Automatically encrypt new objects with selected encryption type. Options of S3 server-side encryption, AWS managed encryption key, or AWS managed encryption key. The default encrypts the customers data at rest.

Advanced Settings

Includes:

Object Lock, locking an object until a specific date.
Tags, track the storage cost or other criteria for individual projects.
Transfer Acceleration
Events, trigger actions based on an event, like a lambda function
Requester Pays, requestor pays cost of retrieving an object

S3 Bucket Management Tab

Lifecycle, transition objects into other storage classes
Replication
Analytics
Metrics, CloudWatch Metrics.
Inventory

S3 Batch Operations

Reading Resource: Performing large-scale batch operations on Amazon S3 objects

You can use S3 Batch Operations to perform large-scale batch operations on Amazon S3 objects. S3 Batch Operations can perform a single operation on lists of Amazon S3 objects that you specify. A single job can perform a specified operation on billions of objects containing exabytes of data. Amazon S3 tracks progress, sends notifications, and stores a detailed completion report of all actions, providing a fully managed, auditable, and serverless experience.
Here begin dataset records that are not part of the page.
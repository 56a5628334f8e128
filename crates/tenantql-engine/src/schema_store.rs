//! Schema Store: where tenant schemas come from
//!
//! The layout on disk is one directory per tenant holding `schema.yaml`:
//!
//! ```yaml
//! tables:
//!   awards:
//!     description: Federal contract awards
//!     columns:
//!       generated_unique_award_id: { type: VARCHAR, nullable: false, is_primary_key: true }
//!       recipient_id: { type: INTEGER, references: recipients.id }
//! ```

use async_trait::async_trait;
use serde::Deserialize;
use std::collections::HashMap;
use std::path::{Path, PathBuf};
use tenantql_model::{CanonicalError, CanonicalSchema, Column, Relationship, Table, TenantSchema};
use thiserror::Error;

#[derive(Debug, Error)]
pub enum SchemaError {
    #[error("No schema registered for tenant '{0}'")]
    NotFound(String),

    #[error("Invalid tenant id: {0:?}")]
    InvalidTenant(String),

    #[error("Failed to read schema file: {0}")]
    Io(#[from] std::io::Error),

    #[error("Failed to parse schema YAML: {0}")]
    Yaml(#[from] serde_yaml::Error),

    #[error("Invalid canonical vocabulary: {0}")]
    Canonical(#[from] CanonicalError),

    #[error("Schema backend error: {0}")]
    Backend(String),
}

#[async_trait]
pub trait SchemaStore: Send + Sync {
    /// Load a tenant's schema, failing with [`SchemaError::NotFound`] if none is registered
    async fn load(&self, tenant_id: &str) -> Result<TenantSchema, SchemaError>;
}

/// Tenant ids end up in file paths, so only `[A-Za-z0-9_-]` is accepted
pub fn validate_tenant_id(tenant_id: &str) -> Result<(), SchemaError> {
    let ok = !tenant_id.is_empty()
        && tenant_id
            .chars()
            .all(|c| c.is_ascii_alphanumeric() || c == '_' || c == '-');
    if ok {
        Ok(())
    } else {
        Err(SchemaError::InvalidTenant(tenant_id.to_string()))
    }
}

/// In-memory schema store for tests and embedding
#[derive(Debug, Default)]
pub struct MemorySchemaStore {
    schemas: HashMap<String, TenantSchema>,
}

impl MemorySchemaStore {
    pub fn new() -> Self {
        Self::default()
    }

    pub fn with(mut self, schema: TenantSchema) -> Self {
        self.insert(schema);
        self
    }

    pub fn insert(&mut self, schema: TenantSchema) {
        self.schemas.insert(schema.tenant_id.clone(), schema);
    }
}

#[async_trait]
impl SchemaStore for MemorySchemaStore {
    async fn load(&self, tenant_id: &str) -> Result<TenantSchema, SchemaError> {
        self.schemas
            .get(tenant_id)
            .cloned()
            .ok_or_else(|| SchemaError::NotFound(tenant_id.to_string()))
    }
}

/// Reads `<root>/<tenant>/schema.yaml`
#[derive(Debug, Clone)]
pub struct YamlSchemaStore {
    root: PathBuf,
}

impl YamlSchemaStore {
    pub fn new(root: impl Into<PathBuf>) -> Self {
        Self { root: root.into() }
    }

    pub fn path_for(&self, tenant_id: &str) -> PathBuf {
        self.root.join(tenant_id).join("schema.yaml")
    }
}

#[async_trait]
impl SchemaStore for YamlSchemaStore {
    async fn load(&self, tenant_id: &str) -> Result<TenantSchema, SchemaError> {
        validate_tenant_id(tenant_id)?;
        let path = self.path_for(tenant_id);
        let contents = match tokio::fs::read_to_string(&path).await {
            Ok(contents) => contents,
            Err(e) if e.kind() == std::io::ErrorKind::NotFound => {
                return Err(SchemaError::NotFound(tenant_id.to_string()))
            }
            Err(e) => return Err(e.into()),
        };
        let schema = parse_schema_yaml(tenant_id, &contents)?;
        tracing::debug!(
            tenant = tenant_id,
            path = %path.display(),
            tables = schema.tables.len(),
            "Loaded tenant schema"
        );
        Ok(schema)
    }
}

#[derive(Deserialize)]
struct SchemaDocument {
    #[serde(default)]
    tables: serde_yaml::Mapping,

    #[serde(default)]
    relationships: Vec<Relationship>,
}

#[derive(Deserialize)]
struct TableDocument {
    #[serde(default)]
    description: Option<String>,

    #[serde(default)]
    columns: serde_yaml::Mapping,
}

#[derive(Deserialize)]
struct ColumnDocument {
    #[serde(rename = "type", default = "unknown_type")]
    data_type: String,

    #[serde(default = "nullable_default")]
    nullable: bool,

    #[serde(default)]
    description: Option<String>,

    #[serde(default, alias = "primary_key")]
    is_primary_key: bool,

    /// `table.column` this column points at
    #[serde(default)]
    references: Option<String>,
}

fn unknown_type() -> String {
    "VARCHAR".to_string()
}

fn nullable_default() -> bool {
    true
}

fn key_name(key: &serde_yaml::Value) -> Result<String, SchemaError> {
    match key {
        serde_yaml::Value::String(s) => Ok(s.clone()),
        other => Err(SchemaError::Backend(format!("non-string name in schema: {:?}", other))),
    }
}

/// Parse the YAML schema layout, keeping table and column order from the file
pub fn parse_schema_yaml(tenant_id: &str, contents: &str) -> Result<TenantSchema, SchemaError> {
    let document: SchemaDocument = serde_yaml::from_str(contents)?;
    let mut schema = TenantSchema::new(tenant_id);
    schema.relationships = document.relationships;

    for (table_key, table_value) in document.tables {
        let table_name = key_name(&table_key)?;
        let table_doc: TableDocument = serde_yaml::from_value(table_value)?;

        let mut columns = Vec::with_capacity(table_doc.columns.len());
        for (column_key, column_value) in table_doc.columns {
            let column_name = key_name(&column_key)?;
            let doc: ColumnDocument = serde_yaml::from_value(column_value)?;

            if let Some((target_table, target_column)) =
                doc.references.as_deref().and_then(|r| r.split_once('.'))
            {
                schema.relationships.push(Relationship {
                    table: table_name.clone(),
                    column: column_name.clone(),
                    target_table: target_table.to_string(),
                    target_column: target_column.to_string(),
                });
            }

            columns.push(Column {
                name: column_name,
                data_type: doc.data_type,
                nullable: doc.nullable && !doc.is_primary_key,
                description: doc.description,
                primary_key: doc.is_primary_key,
            });
        }

        schema.tables.push(Table {
            name: table_name,
            description: table_doc.description,
            columns,
        });
    }
    Ok(schema)
}

/// Parse a replacement canonical vocabulary (`version` plus `tables` with
/// their `fields`), rejecting field names declared by two tables
pub fn parse_canonical_yaml(contents: &str) -> Result<CanonicalSchema, SchemaError> {
    let schema: CanonicalSchema = serde_yaml::from_str(contents)?;
    schema.validate()?;
    Ok(schema)
}

pub async fn load_canonical_file(path: &Path) -> Result<CanonicalSchema, SchemaError> {
    let contents = tokio::fs::read_to_string(path).await?;
    let schema = parse_canonical_yaml(&contents)?;
    tracing::info!(
        path = %path.display(),
        version = %schema.version,
        tables = schema.tables.len(),
        "Loaded canonical vocabulary"
    );
    Ok(schema)
}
You can use S3 Batch Operations through the AWS Management Console, AWS CLI, AWS SDKs, or REST API.

S3 Batch Operations can set a job to execute batch operations on a list of S3 objects contained in a manifest object.

S3 Access Points

Simplifies access control for large, shared, or multi-tenant buckets.
Allow applications or users to interact with a multi-tenant bucket via a dedicated access point and with custom permissions.

Reading Resource: Managing data access with Amazon S3 access points

Amazon S3 access points simplify managing data access at scale for shared datasets in S3. Access points are named network endpoints that are attached to buckets that you can use to perform S3 object operations, such as GetObject and PutObject. Each access point has distinct permissions and network controls that S3 applies for any request that is made through that access point. Each access point enforces a customized access point policy that works in conjunction with the bucket policy that is attached to the underlying bucket.

S3 Select

The S3 Select feature can run SQL queries in place against CSV and JSON objects.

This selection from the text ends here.